Shoreditch nightclub East Village in Great Eastern Street was closed after two men linked to the place were investigated for links to laundering proceeds from prostitution and brothels.
Environmentalists were left outraged after artists Sam Bompas and Harry Parr used chemicals to turn the River Lea fluorescent green days after thousands of fish died from pollution.
A Hackney headteacher – who was billed by education secretary Michael Gove as one of his “magnificent seven” – was suspended over concerns about his relationship with a technology company which was contracted by the school.
More than 2,000 people, including celebrities, leant their support to The Dolphin pub in Mare Street, after fears that it could be closed down after Hackney Council decided to review its licence.
As the borough basked in the heatwave, a probe was launched after rifleman Phil Scott, of Glyn Road, Clapton died in a horrific accident in Kingsland Road, Dalston just seconds after an unmarked police car blue-lighted him.
A De Beauvoir family spoke of their heartbreak after their mother Mary Idowu, of De Beauvoir Road was locked up in a Chinese prison for more than two months after her friend was involved in a dispute in a shoe shop.
In good news Mahmoud Ally celebrated after winning a place to study at Oxford University.
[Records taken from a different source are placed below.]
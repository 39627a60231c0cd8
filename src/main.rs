//! CLI entry point for the p2p chat node.
//!
//! This binary provides a command-line interface for the chat library:
//! running a node in rendezvous or direct-connect mode, and managing the node
//! identity and configuration file.

use anyhow::{bail, Context, Result};
use clap::{Parser, Subcommand};
use log::{error, info};
use p2p_chat::{
    crypto::NodeIdentity,
    network::PeerAddress,
    utils::{NodeConfig, DEFAULT_CONFIG_FILE},
    App,
};
use std::path::PathBuf;
use tokio::signal;

/// P2P Chat - rendezvous-based peer-to-peer chat over libp2p
#[derive(Parser)]
#[command(name = "p2p-chat")]
#[command(about = "Find peers under a shared rendezvous topic and chat with them")]
#[command(version = env!("CARGO_PKG_VERSION"))]
struct Cli {
    /// Configuration file path
    #[arg(short, long, value_name = "FILE", global = true)]
    config: Option<PathBuf>,

    /// Node key file; created on first use
    #[arg(short, long, value_name = "FILE", global = true)]
    key_file: Option<PathBuf>,

    /// Run with a fresh identity, ignoring the default key file
    #[arg(long, global = true)]
    ephemeral: bool,

    /// Verbose logging (can be used multiple times)
    #[arg(short, long, action = clap::ArgAction::Count, global = true)]
    verbose: u8,

    /// Quiet mode (suppress non-error output)
    #[arg(short, long, global = true)]
    quiet: bool,

    #[command(subcommand)]
    command: Option<Commands>,
}

#[derive(Subcommand)]
enum Commands {
    /// Join the rendezvous topic and chat with every peer found (default)
    Run(RunArgs),
    /// Connect directly to a peer address
    Connect {
        /// Full peer address, e.g. /ip4/1.2.3.4/tcp/4001/p2p/<peer-id>
        address: String,
        /// Number of liveness probes before chatting
        #[arg(long, value_name = "N")]
        pings: Option<usize>,
        /// Only probe the peer, do not open a chat session
        #[arg(long)]
        ping_only: bool,
    },
    /// Manage the node identity
    Identity {
        #[command(subcommand)]
        action: IdentityCommands,
    },
    /// Generate and validate configuration files
    Config {
        #[command(subcommand)]
        action: ConfigCommands,
    },
}

#[derive(clap::Args, Default)]
struct RunArgs {
    /// Listen address (can be used multiple times)
    #[arg(short, long, value_name = "ADDR")]
    listen: Vec<String>,
    /// Bootstrap peer address (can be used multiple times)
    #[arg(short, long, value_name = "ADDR")]
    bootstrap: Vec<String>,
    /// Rendezvous topic
    #[arg(short, long)]
    topic: Option<String>,
    /// Disable DHT discovery
    #[arg(long)]
    no_dht: bool,
    /// Disable mDNS discovery
    #[arg(long)]
    no_mdns: bool,
}

#[derive(Subcommand)]
enum IdentityCommands {
    /// Generate a new node key
    Generate {
        /// Output file
        #[arg(short, long, value_name = "FILE")]
        output: Option<PathBuf>,
        /// Overwrite an existing key
        #[arg(short, long)]
        force: bool,
    },
    /// Show the node identity
    Show {
        /// Output format (hex, json)
        #[arg(short, long, default_value = "hex")]
        format: String,
    },
}

#[derive(Subcommand)]
enum ConfigCommands {
    /// Generate a default configuration file
    Generate {
        /// Output file
        #[arg(short, long, value_name = "FILE")]
        output: Option<PathBuf>,
    },
    /// Validate a configuration file
    Validate {
        /// Configuration file to validate
        file: Option<PathBuf>,
    },
    /// Show the effective configuration
    Show,
}

#[tokio::main]
async fn main() -> Result<()> {
    let cli = Cli::parse();

    // Load configuration
    let mut config = NodeConfig::load(cli.config.as_deref())?;
    if let Some(key_file) = cli.key_file {
        config.identity.key_file = Some(key_file);
    }
    if cli.ephemeral {
        config.identity.ephemeral = true;
    }

    // Initialize logging
    setup_logging(cli.verbose, cli.quiet, &config.logging.level)?;

    match cli.command.unwrap_or(Commands::Run(RunArgs::default())) {
        Commands::Run(args) => handle_run_command(args, config).await,
        Commands::Connect {
            address,
            pings,
            ping_only,
        } => handle_connect_command(address, pings, ping_only, config).await,
        Commands::Identity { action } => handle_identity_commands(action, &config),
        Commands::Config { action } => handle_config_commands(action, &config),
    }
}

fn setup_logging(verbose: u8, quiet: bool, configured: &str) -> Result<()> {
    let log_level = if quiet {
        "error"
    } else {
        match verbose {
            0 => configured,
            1 => "debug",
            _ => "trace",
        }
    };

    env_logger::Builder::from_env(env_logger::Env::default().default_filter_or(log_level))
        .format_timestamp_secs()
        .target(env_logger::Target::Stderr)
        .init();

    Ok(())
}

async fn shutdown_signal() {
    let ctrl_c = async {
        if let Err(e) = signal::ctrl_c().await {
            error!("Failed to listen for CTRL+C: {}", e);
            std::future::pending::<()>().await;
        }
    };

    #[cfg(unix)]
    let terminate = async {
        match signal::unix::signal(signal::unix::SignalKind::terminate()) {
            Ok(mut stream) => {
                stream.recv().await;
            }
            Err(e) => {
                error!("Failed to listen for SIGTERM: {}", e);
                std::future::pending::<()>().await;
            }
        }
    };

    #[cfg(not(unix))]
    let terminate = std::future::pending::<()>();

    tokio::select! {
        _ = ctrl_c => {}
        _ = terminate => {}
    }
    println!("\nReceived signal, shutting down...");
}

async fn handle_run_command(args: RunArgs, mut config: NodeConfig) -> Result<()> {
    if !args.listen.is_empty() {
        config.network.listen_addresses = args.listen;
    }
    if !args.bootstrap.is_empty() {
        config.discovery.bootstrap_nodes = args.bootstrap;
    }
    if let Some(topic) = args.topic {
        config.discovery.topic = topic;
    }
    if args.no_dht {
        config.discovery.enable_dht = false;
    }
    if args.no_mdns {
        config.discovery.enable_mdns = false;
    }

    info!("Rendezvous topic: {}", config.discovery.topic);
    let mut app = App::new(config).await?;
    app.start_console();
    app.run(shutdown_signal()).await?;

    info!("Node stopped");
    Ok(())
}

async fn handle_connect_command(
    address: String,
    pings: Option<usize>,
    ping_only: bool,
    mut config: NodeConfig,
) -> Result<()> {
    let target = PeerAddress::parse(&address)?;
    if let Some(pings) = pings {
        config.chat.ping_count = pings;
    }
    // Direct mode needs no discovery.
    config.discovery.enable_dht = false;
    config.discovery.enable_mdns = false;

    let mut app = App::new(config).await?;
    if !ping_only {
        app.start_console();
    }
    app.run_direct(target, ping_only, shutdown_signal()).await?;
    Ok(())
}

fn key_path(config: &NodeConfig) -> Result<PathBuf> {
    config
        .identity
        .key_path()
        .context("No data directory on this platform, pass --key-file")
}

fn handle_identity_commands(action: IdentityCommands, config: &NodeConfig) -> Result<()> {
    match action {
        IdentityCommands::Generate { output, force } => {
            let path = match output {
                Some(path) => path,
                None => key_path(config)?,
            };

            if path.exists() && !force {
                bail!(
                    "Key file {} already exists, use --force to overwrite",
                    path.display()
                );
            }

            let identity = NodeIdentity::generate();
            identity.save(&path)?;
            println!("✓ Node key generated: {}", path.display());
            println!("Peer ID: {}", identity.peer_id());
        }
        IdentityCommands::Show { format } => {
            let path = key_path(config)?;
            let identity = NodeIdentity::load(&path)?;

            match format.as_str() {
                "json" => {
                    let info = serde_json::json!({
                        "peer_id": identity.peer_id().to_string(),
                        "public_key": identity.public_key_hex(),
                        "key_file": path.display().to_string(),
                    });
                    println!("{}", serde_json::to_string_pretty(&info)?);
                }
                "hex" => {
                    println!("Node Identity");
                    println!("=============");
                    println!("Peer ID: {}", identity.peer_id());
                    println!("Public Key: {}", identity.public_key_hex());
                    println!("Key File: {}", path.display());
                }
                other => bail!("Unknown format '{}', expected hex or json", other),
            }
        }
    }
    Ok(())
}

fn handle_config_commands(action: ConfigCommands, config: &NodeConfig) -> Result<()> {
    match action {
        ConfigCommands::Generate { output } => {
            let output_path = output.unwrap_or_else(|| PathBuf::from(DEFAULT_CONFIG_FILE));
            NodeConfig::default().save(&output_path)?;
            println!("✓ Configuration generated: {}", output_path.display());
        }
        ConfigCommands::Validate { file } => {
            let config_to_validate = match file {
                Some(path) => NodeConfig::from_file(path)?,
                None => config.clone(),
            };
            config_to_validate.validate()?;
            println!("✓ Configuration is valid");
        }
        ConfigCommands::Show => {
            println!("{}", config.to_toml_string()?);
        }
    }
    Ok(())
}
impl NodeHandle {
    /// Identifier of the local node
    pub fn local_peer_id(&self) -> PeerId {
        self.local_peer_id
    }

    /// Peers found on the local network, in discovery order
    pub fn mdns_peers(&self) -> PeerQueue<PeerAddress> {
        self.mdns_peers.clone()
    }

    async fn send(&self, command: Command) -> Result<()> {
        self.commands
            .send(command)
            .await
            .map_err(|_| NetworkError::NodeStopped.into())
    }

    async fn request<T>(&self, command: Command, reply: oneshot::Receiver<T>) -> Result<T> {
        self.send(command).await?;
        reply.await.map_err(|_| NetworkError::NodeStopped.into())
    }

    /// Addresses the node listens on, waiting until at least one is bound
    pub async fn listen_addrs(&self) -> Result<Vec<Multiaddr>> {
        let (reply, rx) = oneshot::channel();
        self.request(Command::ListenAddrs { reply }, rx).await
    }

    /// Establish a connection to `peer` through its known addresses
    pub async fn dial(&self, peer: &PeerAddress) -> Result<()> {
        let (reply, rx) = oneshot::channel();
        self.request(
            Command::Dial {
                peer: peer.clone(),
                reply,
            },
            rx,
        )
        .await?
    }

    /// Subscribe to round-trip times measured against `peer_id`
    pub async fn ping(&self, peer_id: PeerId, capacity: usize) -> Result<mpsc::Receiver<Duration>> {
        let (sender, rx) = mpsc::channel(capacity.max(1));
        self.send(Command::Ping { peer_id, sender }).await?;
        Ok(rx)
    }

    /// Register the inbound chat stream handler
    ///
    /// # Errors
    ///
    /// Only one handler may exist per node.
    pub fn accept_chat(&self) -> Result<libp2p_stream::IncomingStreams> {
        self.control
            .clone()
            .accept(CHAT_PROTOCOL)
            .map_err(|_| {
                NetworkError::ProtocolRegistered {
                    protocol: CHAT_PROTOCOL.to_string(),
                }
                .into()
            })
    }

    /// Stop the event loop, closing every connection and listener
    pub async fn shutdown(&self) -> Result<()> {
        let (reply, rx) = oneshot::channel();
        self.request(Command::Shutdown { reply }, rx).await
    }

    fn ensure_dht(&self) -> Result<()> {
        if self.dht_enabled {
            Ok(())
        } else {
            Err(DiscoveryError::Disabled.into())
        }
    }
}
The 20-year-old had previously been kicked out of two colleges before being given a third chance by BSix College in Kenninghall Road, Clapton.
X-Factor fans were kept on the edge of their seats after boy band Kingsland Road, who lived in Haggerston, stormed their way through the live shows.
Popular late-night boozer The Dolphin in Mare street had its hours slashed from 3am to 1.30am after a licence review because of the high number of complaints about thefts by police.
Labour and Conservative councillors raised concerns over the future of democracy in the borough as the council’s overview and scrutiny board was disbanded and squatters of a Grade II listed building in Mare Street, Hackney announced plans to turn the borough’s second oldest residential building into a community centre.
In a month where the St Jude’s Storm battered the borough, a consortium of GPs celebrated after winning a contract for an out-of-hours service in the borough from private company Harmoni.
But in a massive NHS blunder dementia sufferer Lilian Taylor, 88, of Southwold Road, Clapton was tucked up in a stranger’s bed after Homerton Hospital staff took her to the wrong house which belonged to a “confused elderly gentleman”.
Convicted killer Lerone Michael Boye went on the run after escaping from mental health unit the John Howard Centre in Kenworthy Road, Homerton – he is still on the loose.
Pub campaigners celebrated after helping the council stop a developer from overturning a ruling to protect The Chesham Arms, Homerton from being converted into flats.
The centre of Hackney came to a standstill after a row of terraces in Amhurst Road were earmarked for demolition forcing out several residents and two restaurants, with traffic and buses rerouted.
Douglas Samuel of Anderson Road, Homerton was jailed for 20 years for the murder of Gaynor Bale, a domestic assistant at St Joseph’s Hospice in Mare Street, Hackney.
Dalston residents were left in a hump with the Mayor of London Boris Johnson after he overturned Hackney Council’s decision to reject plans for a developer to build a block of 10 storey flats above Holy Trinity Primary School in Beechwood, Road.
An edible meadow full of herds, fruit trees and flowers bordering Lea Conservancy Road in Mabley Green, which has taken a community group years of hard work to transform, was destroyed after fly tippers dumped 49 tonnes of waste on the site.
St Paul’s West Hackney Church choir, which is made up of recovering drug addicts, sex workers and homeless people, launched their bid for a Christmas number one.
But the year ended in disappointment for thousands of campaigners as a legal challenge by the town hall against Boris Johnson’s closure of Kingsland Fire Station failed.